Sono 64milioni le persone con scompenso cardiaco nel mondo di cui più della metà ha scompenso cardiaco a frazione di eiezione preservata. Lo scompenso cardiaco è la prima causa di ricovero in ospedale; la durata media dei ricoveri è di 9 giorni e nel 2020 ha causato 125mila ospedalizzazioni in Italia. Sempre nel nostro Paese, negli ultimi 5 anni è stato registrato un incremento dei ricoveri del 40%, e arriva a 2,5 miliardi di euro il totale della spesa sostenuta dal Servizio sanitario nazionale all’anno per pazienti affetti da scompenso cardiaco, l’85% di questa cifra si riferisce a spese di ricovero. Nel primo anno di follow-up un paziente scompensato determina un costo diretto annuale di 11.864 euro.
Secondo Salvatore Di Somma, Responsabile dei Punti di assistenza territoriale e telemedicina dell’ASL di Latina, sullo scompenso cardiaco c’è ancora molto da fare, in particolare sul piano della sensibilizzazione e dell’informazione: le associazioni pazienti possono avere un ruolo decisivo in questo.
Secondo il medico, bisogna aiutare il paziente ad essere più consapevole e a gestire in prima persona la patologia, lo scompenso cardiaco. Grazie all’attività di AISC-Associazione italiana scompensati cardiaci, di cui fa parte, oggi alcune farmacie italiane sono punti di conoscenza sullo scompenso cardiaco e di diffusione di materiale sulla gestione della patologia.
Le associazioni pazienti entrano in gioco anche quando si parla di tecnologia perché secondo il dottor Di Somma, attraverso la telemedicina il paziente si può sentire accudito, controllato, telemonitorato, attraverso la centrale gestita da personale infermieristico; AISC, che crede nella telemedicina, entra di nuovo in campo per insegnare ai pazienti l’uso delle nuove tecnologie.

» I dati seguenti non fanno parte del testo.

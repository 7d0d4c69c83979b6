//! Leaderboard entry.

use super::{lenient, Record, RecordId};
use serde::Deserialize;

/// Ranked entry as listed by `/api/leaderboard/`.
#[derive(Debug, Clone, Default, PartialEq, Deserialize)]
#[serde(default)]
pub struct LeaderboardEntry {
    #[serde(deserialize_with = "lenient::id")]
    pub id: Option<RecordId>,
    #[serde(deserialize_with = "lenient::text")]
    pub user: String,
    #[serde(deserialize_with = "lenient::optional_text")]
    pub user_name: Option<String>,
    #[serde(deserialize_with = "lenient::optional_text")]
    pub team_name: Option<String>,
    #[serde(deserialize_with = "lenient::number")]
    pub score: Option<f64>,
    #[serde(deserialize_with = "lenient::text")]
    pub rank: String,
}

impl Record for LeaderboardEntry {
    fn id(&self) -> Option<&RecordId> {
        self.id.as_ref()
    }
}

impl LeaderboardEntry {
    /// Who to show: the denormalized name, else the raw reference.
    pub fn display_user(&self) -> &str {
        self.user_name
            .as_deref()
            .filter(|name| !name.is_empty())
            .unwrap_or(&self.user)
    }

    /// Score with one decimal place, empty when missing.
    pub fn display_score(&self) -> String {
        self.score.map(|s| format!("{:.1}", s)).unwrap_or_default()
    }
}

Per quanto riguarda, i nuovi farmaci, in particolare l’arrivo degli SGLT2i, farmaci hanno dimostrato di essere aggiuntivi all’efficacia nel ridurre sia la mortalità per scompenso cardiaco (a cinque anni dall’evento acuto è molto alta, paragonabile ad alcune forme di cancro, se non peggiore, e può arrivare anche al 30%) sia le ospedalizzazioni, ma esistono due problemi.

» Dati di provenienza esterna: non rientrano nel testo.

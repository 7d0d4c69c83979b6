// SPDX-License-Identifier: MIT
// Copyright 2026 Roland Dreier <roland@rolandd.dev>

//! HTTP route handlers.

pub mod screens;
pub mod users;

use crate::error::AppError;
use crate::AppState;
use axum::http::{header, Uri};
use axum::response::IntoResponse;
use axum::{routing::get, Json, Router};
use serde::Serialize;
use std::sync::Arc;
use tower_http::trace::{DefaultMakeSpan, DefaultOnResponse, TraceLayer};
use tracing::Level;

const APP_CSS: &str = include_str!("../../static/app.css");

#[derive(Serialize)]
pub struct HealthResponse {
    pub status: String,
    pub build_id: String,
}

/// Health check response
async fn health_check() -> Json<HealthResponse> {
    let build_id = option_env!("BUILD_ID").unwrap_or("unknown").to_string();
    Json(HealthResponse {
        status: "ok".to_string(),
        build_id,
    })
}

async fn stylesheet() -> impl IntoResponse {
    (
        [
            (header::CONTENT_TYPE, "text/css; charset=utf-8"),
            (header::CACHE_CONTROL, "public, max-age=3600"),
        ],
        APP_CSS,
    )
}

async fn not_found(uri: Uri) -> AppError {
    AppError::NotFound(uri.path().to_string())
}

/// Build the complete router with all routes.
pub fn create_router(state: Arc<AppState>) -> Router {
    Router::new()
        .route("/health", get(health_check))
        .route("/static/app.css", get(stylesheet))
        .merge(screens::routes())
        .merge(users::routes())
        .fallback(not_found)
        .layer(axum::middleware::from_fn(
            crate::middleware::security::add_security_headers,
        ))
        .layer(
            TraceLayer::new_for_http()
                .make_span_with(DefaultMakeSpan::new().level(Level::INFO))
                .on_response(DefaultOnResponse::new().level(Level::INFO)),
        )
        .with_state(state)
}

Il primo problema riguarda la prescrivibilità di questi farmaci, che dovrebbe essere allargata il più possibile sul territorio cercando di evitare di ricorrere al piano terapeutico, secondo il dottor Di Somma. “E poi c’è l’aggiunta di nuovi farmaci, che rischia che la terapia non venga seguita come dovrebbe: AISC può essere di supporto nel convincere il paziente ad essere quanto più possibile aderente alla cura salvavita”, conclude il medico.